Il primo ministro, premio Nobel per la pace nel 2019, ha promesso una rapida vittoria. Le sue truppe hanno conquistato la capitale del Tigray, Mekelle, alla fine di novembre, ma a giugno le forze del Tigray avevano ripreso la maggior parte della regione e si erano spinte nelle vicine regioni di Amhara e Afar.

Nelle ultime settimane, il governo etiope ha intensificato una campagna di reclutamento dell’esercito di massa nella speranza che l’acquisizione di un arsenale di droni e altre armi da parte di un’operazione commerciale segnalata gli avrebbe dato un vantaggio.

Il governo etiope ha firmato un accordo di cooperazione militare con la Turchia ad agosto, tra i rapporti che voleva schierare droni nella guerra.

“Ci sono già state numerose affermazioni sui cinesi che armano gli etiopi con droni Wing Loong, e i turchi hanno anche fornito droni per gli etiopi”, Martin Plaut, ricercatore senior presso l’Institute of Commonwealth Studies dell’Università di Londra , ha detto ad Al Jazeera.
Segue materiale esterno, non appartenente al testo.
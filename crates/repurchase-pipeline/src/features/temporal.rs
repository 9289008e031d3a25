//! Temporal habit features: when a customer tends to buy.

use crate::error::Result;
use crate::schema::{CUSTOMER_ID, INVOICE_DATE};
use crate::utils::{ms_to_datetime, timestamp_ms_values, MS_PER_DAY};
use chrono::Datelike;
use polars::prelude::*;
use std::collections::BTreeMap;

pub const AVG_DAY_OF_WEEK: &str = "avg_day_of_week";
pub const STD_DAY_OF_WEEK: &str = "std_day_of_week";
pub const AVG_MONTH: &str = "avg_month";
pub const STD_MONTH: &str = "std_month";
pub const WEEKEND_RATIO: &str = "weekend_ratio";
pub const CUSTOMER_LIFETIME_DAYS: &str = "customer_lifetime_days";

/// Day of week is 0 (Monday) through 6 (Sunday); the weekend is {5, 6}.
/// Standard deviations are sample deviations; a single-transaction customer
/// has no spread and gets 0.
pub(super) fn build(df: &DataFrame) -> Result<DataFrame> {
    let ids = df.column(CUSTOMER_ID)?.as_materialized_series().i64()?;
    let timestamps = timestamp_ms_values(df.column(INVOICE_DATE)?.as_materialized_series())?;

    let mut per_customer: BTreeMap<i64, Vec<i64>> = BTreeMap::new();
    for (id, ts) in ids.into_iter().zip(timestamps) {
        let (Some(id), Some(ts)) = (id, ts) else {
            continue;
        };
        per_customer.entry(id).or_default().push(ts);
    }

    let n = per_customer.len();
    let mut customers = Vec::with_capacity(n);
    let mut avg_dow = Vec::with_capacity(n);
    let mut std_dow = Vec::with_capacity(n);
    let mut avg_month = Vec::with_capacity(n);
    let mut std_month = Vec::with_capacity(n);
    let mut weekend_ratio = Vec::with_capacity(n);
    let mut lifetime = Vec::with_capacity(n);

    for (id, ts_list) in per_customer {
        let mut days_of_week = Vec::with_capacity(ts_list.len());
        let mut months = Vec::with_capacity(ts_list.len());
        let mut weekend_count = 0usize;
        for &ts in &ts_list {
            let Some(dt) = ms_to_datetime(ts) else {
                continue;
            };
            let dow = dt.weekday().num_days_from_monday() as f64;
            if dow >= 5.0 {
                weekend_count += 1;
            }
            days_of_week.push(dow);
            months.push(dt.month() as f64);
        }
        if days_of_week.is_empty() {
            continue;
        }

        let min_ts = ts_list.iter().min().copied().unwrap_or_default();
        let max_ts = ts_list.iter().max().copied().unwrap_or_default();

        customers.push(id);
        avg_dow.push(mean(&days_of_week));
        std_dow.push(sample_std(&days_of_week));
        avg_month.push(mean(&months));
        std_month.push(sample_std(&months));
        weekend_ratio.push(weekend_count as f64 / days_of_week.len() as f64);
        lifetime.push(((max_ts - min_ts).div_euclid(MS_PER_DAY)) as f64);
    }

    let columns = vec![
        Series::new(CUSTOMER_ID.into(), customers).into_column(),
        Series::new(AVG_DAY_OF_WEEK.into(), avg_dow).into_column(),
        Series::new(STD_DAY_OF_WEEK.into(), std_dow).into_column(),
        Series::new(AVG_MONTH.into(), avg_month).into_column(),
        Series::new(STD_MONTH.into(), std_month).into_column(),
        Series::new(WEEKEND_RATIO.into(), weekend_ratio).into_column(),
        Series::new(CUSTOMER_LIFETIME_DAYS.into(), lifetime).into_column(),
    ];
    Ok(DataFrame::new(columns)?)
}

fn mean(values: &[f64]) -> f64 {
    values.iter().sum::<f64>() / values.len() as f64
}

/// Sample standard deviation (n - 1 denominator); 0 for fewer than two
/// observations.
fn sample_std(values: &[f64]) -> f64 {
    if values.len() < 2 {
        return 0.0;
    }
    let m = mean(values);
    let var = values.iter().map(|v| (v - m).powi(2)).sum::<f64>() / (values.len() - 1) as f64;
    var.sqrt()
}

#[cfg(test)]
mod tests {
    use super::*;
    use crate::test_support::clean_frame;

    #[test]
    fn test_single_transaction_std_is_zero() {
        let features = build(&clean_frame()).unwrap();

        // Customer 13047 has a single kept transaction.
        let ids = features.column(CUSTOMER_ID).unwrap().i64().unwrap();
        assert_eq!(ids.get(0), Some(13047));
        let std = features.column(STD_DAY_OF_WEEK).unwrap().f64().unwrap();
        assert_eq!(std.get(0), Some(0.0));
        let lifetime = features
            .column(CUSTOMER_LIFETIME_DAYS)
            .unwrap()
            .f64()
            .unwrap();
        assert_eq!(lifetime.get(0), Some(0.0));
    }

    #[test]
    fn test_lifetime_spans_first_to_last() {
        let features = build(&clean_frame()).unwrap();

        // Customer 17850: 2011-07-01 to 2011-08-10 = 40 days.
        let ids = features.column(CUSTOMER_ID).unwrap().i64().unwrap();
        assert_eq!(ids.get(1), Some(17850));
        let lifetime = features
            .column(CUSTOMER_LIFETIME_DAYS)
            .unwrap()
            .f64()
            .unwrap();
        assert_eq!(lifetime.get(1), Some(40.0));
    }

    #[test]
    fn test_weekend_detection() {
        // 2011-08-20 was a Saturday, 2011-08-22 a Monday.
        let df = df![
            CUSTOMER_ID => [1i64, 1],
            INVOICE_DATE => ["2011-08-20 10:00:00", "2011-08-22 10:00:00"],
        ]
        .unwrap();
        let parsed = crate::utils::datetime_series(
            INVOICE_DATE,
            df.column(INVOICE_DATE)
                .unwrap()
                .str()
                .unwrap()
                .into_iter()
                .map(|v| v.and_then(crate::utils::parse_timestamp).map(crate::utils::datetime_to_ms))
                .collect(),
        )
        .unwrap();
        let mut df = df;
        df.with_column(parsed).unwrap();

        let features = build(&df).unwrap();
        let ratio = features.column(WEEKEND_RATIO).unwrap().f64().unwrap();
        assert!((ratio.get(0).unwrap() - 0.5).abs() < 1e-9);
    }

    #[test]
    fn test_sample_std() {
        assert_eq!(sample_std(&[3.0]), 0.0);
        assert!((sample_std(&[1.0, 3.0]) - (2.0f64).sqrt()).abs() < 1e-12);
    }
}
“Penso che loro [the UAE] sono, in un certo senso, un punto di partenza per questi rifornimenti di armi. Alcuni di loro vengono direttamente, alcuni di loro passano attraverso gli Emirati Arabi Uniti; ma gli Emirati Arabi Uniti stanno chiaramente sottoscrivendo ciò che sta accadendo”.

Base aerea di Hermida a sud di Addis AbebaAerei cargo Ilyushin in arrivo dagli Emirati Arabi Uniti alla base di Harar Meda, appena a sud di Addis Abeba [Al Jazeera]

Il conflitto durato un anno ha ucciso decine di migliaia di persone, ha sfollato più di due milioni e ha lasciato centinaia di migliaia di persone in condizioni di carestia.

Mercoledì il segretario generale delle Nazioni Unite Antonio Guterres ha chiesto la fine immediata dei combattimenti in Etiopia, poiché gli Stati Uniti hanno avvertito che non c’era “nessuna soluzione militare” alla guerra.